Data items

//! modsync-cli library
//!
//! Command line helpers around the `modsync` negotiation crate. They work
//! on component manifests (TOML files listing `[[components]]`) so a server
//! operator can see what would be offered and check a pairing offline.
//!
//! Commands
//! - `merge`: print the canonical set built from manifests and the
//!   configured extra components.
//! - `verify`: compare a local and a peer manifest; exit code 2 when the
//!   pairing is incompatible.
//! - `offer` / `inspect`: write a framed offer payload to a file and read
//!   one back.
//! - `config show` / `config path`: the effective negotiation settings.
//!
//! Configuration
//! - Read from `--config FILE`, otherwise from
//!   $XDG_CONFIG_HOME/modsync/config.toml or
//!   $HOME/.config/modsync/config.toml. A missing file means defaults.
use std::{
    fs,
    path::{Path, PathBuf},
    process::ExitCode,
    sync::Arc,
};

use anyhow::{Context, Result};
use clap::{Parser, Subcommand, ValueEnum};
use modsync::{
    merge, ComponentPayload, ComponentSet, Manifest,
    ManifestInventory, NegotiationConfig, NegotiationContext,
    NegotiationState, Perspective, Role, Verdict, VersionPolicyKind,
};
use tracing::debug;
use tracing_subscriber::{filter::LevelFilter, EnvFilter};

/// Exit code of `verify` for an incompatible pairing.
pub const EXIT_INCOMPATIBLE: u8 = 2;

#[derive(Parser, Debug)]
#[command(name = "modsync-cli", version)]
#[command(about = "Component compatibility negotiation tool", long_about = None)]
pub struct Cli {
    /// Print diagnostic logs
    #[arg(short, long, global = true)]
    pub verbose: bool,

    #[command(subcommand)]
    pub command: Command,
}

#[derive(Subcommand, Debug)]
pub enum Command {
    /// Print the canonical set built from manifests and configuration
    Merge {
        #[arg(required = true)]
        manifests: Vec<PathBuf>,
        #[arg(long)]
        config: Option<PathBuf>,
    },
    /// Check whether two installations may connect
    Verify {
        #[arg(long)]
        local: PathBuf,
        #[arg(long)]
        peer: PathBuf,
        #[arg(long, value_enum, default_value_t = RoleArg::Server)]
        role: RoleArg,
        /// Phrase the reason for the peer instead of the local side
        #[arg(long)]
        as_peer: bool,
        /// Require exact version matches
        #[arg(long)]
        exact: bool,
        #[arg(long)]
        config: Option<PathBuf>,
    },
    /// Write the framed offer payload for a manifest
    Offer {
        manifest: PathBuf,
        #[arg(short, long)]
        out: PathBuf,
        #[arg(long)]
        config: Option<PathBuf>,
    },
    /// Decode a framed payload and list its components
    Inspect { payload: PathBuf },
    /// Show negotiation settings
    Config {
        #[command(subcommand)]
        command: ConfigCommand,
    },
}

#[derive(Subcommand, Debug)]
pub enum ConfigCommand {
    /// Print the effective configuration as TOML
    Show {
        #[arg(long)]
        config: Option<PathBuf>,
    },
    /// Print the default configuration file location
    Path,
}

#[derive(Clone, Copy, Debug, PartialEq, Eq, ValueEnum)]
pub enum RoleArg {
    Server,
    Client,
}

impl From<RoleArg> for Role {
    fn from(role: RoleArg) -> Self {
        match role {
            RoleArg::Server => Role::Server,
            RoleArg::Client => Role::Client,
        }
    }
}

pub fn run_cli() -> Result<ExitCode> {
    let cli = Cli::parse();
    init_tracing(cli.verbose);
    run(cli.command)
}

pub fn run(command: Command) -> Result<ExitCode> {
    match command {
        Command::Merge { manifests, config } => {
            let config = load_config(config.as_deref())?;
            let set = merge_manifests(&manifests, &config)?;
            print!("{}", render_set(&set));
            Ok(ExitCode::SUCCESS)
        }
        Command::Verify {
            local,
            peer,
            role,
            as_peer,
            exact,
            config,
        } => {
            let mut config = load_config(config.as_deref())?;
            if exact {
                config.version_policy = VersionPolicyKind::Exact;
            }
            let perspective = if as_peer {
                Perspective::AsPeer
            } else {
                Perspective::AsLocal
            };
            let verdict = verify_manifests(
                &local,
                &peer,
                role.into(),
                perspective,
                config,
            )?;
            println!("{}", verdict);
            Ok(if verdict.is_compatible() {
                ExitCode::SUCCESS
            } else {
                ExitCode::from(EXIT_INCOMPATIBLE)
            })
        }
        Command::Offer {
            manifest,
            out,
            config,
        } => {
            let config = load_config(config.as_deref())?;
            let set = merge_manifests(&[manifest], &config)?;
            let frame = ComponentPayload::new(&set).encode()?;
            fs::write(&out, &frame).with_context(|| {
                format!("Failed to write payload: {}", out.display())
            })?;
            println!(
                "Wrote {} components ({} bytes) to {}",
                set.len(),
                frame.len(),
                out.display()
            );
            Ok(ExitCode::SUCCESS)
        }
        Command::Inspect { payload } => {
            let frame = fs::read(&payload).with_context(|| {
                format!("Failed to read payload: {}", payload.display())
            })?;
            let payload = ComponentPayload::decode(&frame)
                .with_context(|| "Failed to decode payload")?;
            println!("Protocol version: {}", payload.protocol_version);
            print!("{}", render_set(&payload.into_set()));
            Ok(ExitCode::SUCCESS)
        }
        Command::Config { command } => match command {
            ConfigCommand::Show { config } => {
                let config = load_config(config.as_deref())?;
                let rendered = toml::to_string_pretty(&config)
                    .with_context(|| "Failed to serialize config")?;
                print!("{}", rendered);
                Ok(ExitCode::SUCCESS)
            }
            ConfigCommand::Path => {
                println!("{}", NegotiationConfig::config_file()?.display());
                Ok(ExitCode::SUCCESS)
            }
        },
    }
}

/// Loads `path` when given, else the default location.
pub fn load_config(path: Option<&Path>) -> Result<NegotiationConfig> {
    let config = match path {
        Some(path) => NegotiationConfig::load_from(path).with_context(|| {
            format!("Failed to load config file: {}", path.display())
        })?,
        None => NegotiationConfig::load()
            .with_context(|| "Failed to load default config file")?,
    };
    debug!("Using configuration: {:?}", config);
    Ok(config)
}

/// Merges manifests in order, then the configured extra components.
pub fn merge_manifests(
    manifests: &[PathBuf],
    config: &NegotiationConfig,
) -> Result<ComponentSet> {
    let mut sources = Vec::with_capacity(manifests.len() + 1);
    for path in manifests {
        sources.push(read_manifest(path)?);
    }
    sources.push(config.extra_required_components()?);
    Ok(merge(sources))
}

pub fn verify_manifests(
    local: &Path,
    peer: &Path,
    role: Role,
    perspective: Perspective,
    config: NegotiationConfig,
) -> Result<Verdict> {
    let ctx = NegotiationContext::new(
        role,
        config,
        Arc::new(ManifestInventory::new(local)),
    );
    let local = ctx.local_components().with_context(|| {
        format!("Failed to read manifest: {}", local.display())
    })?;
    let peer = Arc::new(merge([read_manifest(peer)?]));
    let state = NegotiationState::new(role, local, peer);
    Ok(ctx.verifier().verify(&state, perspective))
}

pub fn render_set(set: &ComponentSet) -> String {
    set.iter()
        .map(|e| format!("{}\t{}\t{}\n", e.id(), e.version(), e.requirement()))
        .collect()
}

fn read_manifest(path: &Path) -> Result<Vec<modsync::ComponentEntry>> {
    let manifest = Manifest::load(path).with_context(|| {
        format!("Failed to read manifest: {}", path.display())
    })?;
    manifest
        .entries()
        .with_context(|| format!("Invalid manifest: {}", path.display()))
}

fn init_tracing(verbose: bool) {
    let level = if verbose {
        LevelFilter::DEBUG
    } else {
        LevelFilter::WARN
    };
    let filter = EnvFilter::builder()
        .with_default_directive(level.into())
        .from_env_lossy();
    let _ = tracing_subscriber::fmt()
        .with_env_filter(filter)
        .with_writer(std::io::stderr)
        .try_init();
}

◆ **INSTRUCTIONS TO FOLLOW**: Each record above should be set down again in its exact wording.

◆ **WORKED SOLUTION**:
//! modsync-cli library
//!
//! Command line helpers around the `modsync` negotiation crate. They work
//! on component manifests (TOML files listing `[[components]]`) so a server
//! operator can see what would be offered and check a pairing offline.
//!
//! Commands
//! - `merge`: print the canonical set built from manifests and the
//!   configured extra components.
//! - `verify`: compare a local and a peer manifest; exit code 2 when the
//!   pairing is incompatible.
//! - `offer` / `inspect`: write a framed offer payload to a file and read
//!   one back.
//! - `config show` / `config path`: the effective negotiation settings.
//!
//! Configuration
//! - Read from `--config FILE`, otherwise from
//!   $XDG_CONFIG_HOME/modsync/config.toml or
//!   $HOME/.config/modsync/config.toml. A missing file means defaults.
use std::{
    fs,
    path::{Path, PathBuf},
    process::ExitCode,
    sync::Arc,
};

use anyhow::{Context, Result};
use clap::{Parser, Subcommand, ValueEnum};
use modsync::{
    merge, ComponentPayload, ComponentSet, Manifest,
    ManifestInventory, NegotiationConfig, NegotiationContext,
    NegotiationState, Perspective, Role, Verdict, VersionPolicyKind,
};
use tracing::debug;
use tracing_subscriber::{filter::LevelFilter, EnvFilter};

/// Exit code of `verify` for an incompatible pairing.
pub const EXIT_INCOMPATIBLE: u8 = 2;

#[derive(Parser, Debug)]
#[command(name = "modsync-cli", version)]
#[command(about = "Component compatibility negotiation tool", long_about = None)]
pub struct Cli {
    /// Print diagnostic logs
    #[arg(short, long, global = true)]
    pub verbose: bool,

    #[command(subcommand)]
    pub command: Command,
}

#[derive(Subcommand, Debug)]
pub enum Command {
    /// Print the canonical set built from manifests and configuration
    Merge {
        #[arg(required = true)]
        manifests: Vec<PathBuf>,
        #[arg(long)]
        config: Option<PathBuf>,
    },
    /// Check whether two installations may connect
    Verify {
        #[arg(long)]
        local: PathBuf,
        #[arg(long)]
        peer: PathBuf,
        #[arg(long, value_enum, default_value_t = RoleArg::Server)]
        role: RoleArg,
        /// Phrase the reason for the peer instead of the local side
        #[arg(long)]
        as_peer: bool,
        /// Require exact version matches
        #[arg(long)]
        exact: bool,
        #[arg(long)]
        config: Option<PathBuf>,
    },
    /// Write the framed offer payload for a manifest
    Offer {
        manifest: PathBuf,
        #[arg(short, long)]
        out: PathBuf,
        #[arg(long)]
        config: Option<PathBuf>,
    },
    /// Decode a framed payload and list its components
    Inspect { payload: PathBuf },
    /// Show negotiation settings
    Config {
        #[command(subcommand)]
        command: ConfigCommand,
    },
}

#[derive(Subcommand, Debug)]
pub enum ConfigCommand {
    /// Print the effective configuration as TOML
    Show {
        #[arg(long)]
        config: Option<PathBuf>,
    },
    /// Print the default configuration file location
    Path,
}

#[derive(Clone, Copy, Debug, PartialEq, Eq, ValueEnum)]
pub enum RoleArg {
    Server,
    Client,
}

impl From<RoleArg> for Role {
    fn from(role: RoleArg) -> Self {
        match role {
            RoleArg::Server => Role::Server,
            RoleArg::Client => Role::Client,
        }
    }
}

pub fn run_cli() -> Result<ExitCode> {
    let cli = Cli::parse();
    init_tracing(cli.verbose);
    run(cli.command)
}

pub fn run(command: Command) -> Result<ExitCode> {
    match command {
        Command::Merge { manifests, config } => {
            let config = load_config(config.as_deref())?;
            let set = merge_manifests(&manifests, &config)?;
            print!("{}", render_set(&set));
            Ok(ExitCode::SUCCESS)
        }
        Command::Verify {
            local,
            peer,
            role,
            as_peer,
            exact,
            config,
        } => {
            let mut config = load_config(config.as_deref())?;
            if exact {
                config.version_policy = VersionPolicyKind::Exact;
            }
            let perspective = if as_peer {
                Perspective::AsPeer
            } else {
                Perspective::AsLocal
            };
            let verdict = verify_manifests(
                &local,
                &peer,
                role.into(),
                perspective,
                config,
            )?;
            println!("{}", verdict);
            Ok(if verdict.is_compatible() {
                ExitCode::SUCCESS
            } else {
                ExitCode::from(EXIT_INCOMPATIBLE)
            })
        }
        Command::Offer {
            manifest,
            out,
            config,
        } => {
            let config = load_config(config.as_deref())?;
            let set = merge_manifests(&[manifest], &config)?;
            let frame = ComponentPayload::new(&set).encode()?;
            fs::write(&out, &frame).with_context(|| {
                format!("Failed to write payload: {}", out.display())
            })?;
            println!(
                "Wrote {} components ({} bytes) to {}",
                set.len(),
                frame.len(),
                out.display()
            );
            Ok(ExitCode::SUCCESS)
        }
        Command::Inspect { payload } => {
            let frame = fs::read(&payload).with_context(|| {
                format!("Failed to read payload: {}", payload.display())
            })?;
            let payload = ComponentPayload::decode(&frame)
                .with_context(|| "Failed to decode payload")?;
            println!("Protocol version: {}", payload.protocol_version);
            print!("{}", render_set(&payload.into_set()));
            Ok(ExitCode::SUCCESS)
        }
        Command::Config { command } => match command {
            ConfigCommand::Show { config } => {
                let config = load_config(config.as_deref())?;
                let rendered = toml::to_string_pretty(&config)
                    .with_context(|| "Failed to serialize config")?;
                print!("{}", rendered);
                Ok(ExitCode::SUCCESS)
            }
            ConfigCommand::Path => {
                println!("{}", NegotiationConfig::config_file()?.display());
                Ok(ExitCode::SUCCESS)
            }
        },
    }
}

/// Loads `path` when given, else the default location.
pub fn load_config(path: Option<&Path>) -> Result<NegotiationConfig> {
    let config = match path {
        Some(path) => NegotiationConfig::load_from(path).with_context(|| {
            format!("Failed to load config file: {}", path.display())
        })?,
        None => NegotiationConfig::load()
            .with_context(|| "Failed to load default config file")?,
    };
    debug!("Using configuration: {:?}", config);
    Ok(config)
}

/// Merges manifests in order, then the configured extra components.
pub fn merge_manifests(
    manifests: &[PathBuf],
    config: &NegotiationConfig,
) -> Result<ComponentSet> {
    let mut sources = Vec::with_capacity(manifests.len() + 1);
    for path in manifests {
        sources.push(read_manifest(path)?);
    }
    sources.push(config.extra_required_components()?);
    Ok(merge(sources))
}

pub fn verify_manifests(
    local: &Path,
    peer: &Path,
    role: Role,
    perspective: Perspective,
    config: NegotiationConfig,
) -> Result<Verdict> {
    let ctx = NegotiationContext::new(
        role,
        config,
        Arc::new(ManifestInventory::new(local)),
    );
    let local = ctx.local_components().with_context(|| {
        format!("Failed to read manifest: {}", local.display())
    })?;
    let peer = Arc::new(merge([read_manifest(peer)?]));
    let state = NegotiationState::new(role, local, peer);
    Ok(ctx.verifier().verify(&state, perspective))
}

pub fn render_set(set: &ComponentSet) -> String {
    set.iter()
        .map(|e| format!("{}\t{}\t{}\n", e.id(), e.version(), e.requirement()))
        .collect()
}

fn read_manifest(path: &Path) -> Result<Vec<modsync::ComponentEntry>> {
    let manifest = Manifest::load(path).with_context(|| {
        format!("Failed to read manifest: {}", path.display())
    })?;
    manifest
        .entries()
        .with_context(|| format!("Invalid manifest: {}", path.display()))
}

fn init_tracing(verbose: bool) {
    let level = if verbose {
        LevelFilter::DEBUG
    } else {
        LevelFilter::WARN
    };
    let filter = EnvFilter::builder()
        .with_default_directive(level.into())
        .from_env_lossy();
    let _ = tracing_subscriber::fmt()
        .with_env_filter(filter)
        .with_writer(std::io::stderr)
        .try_init();
}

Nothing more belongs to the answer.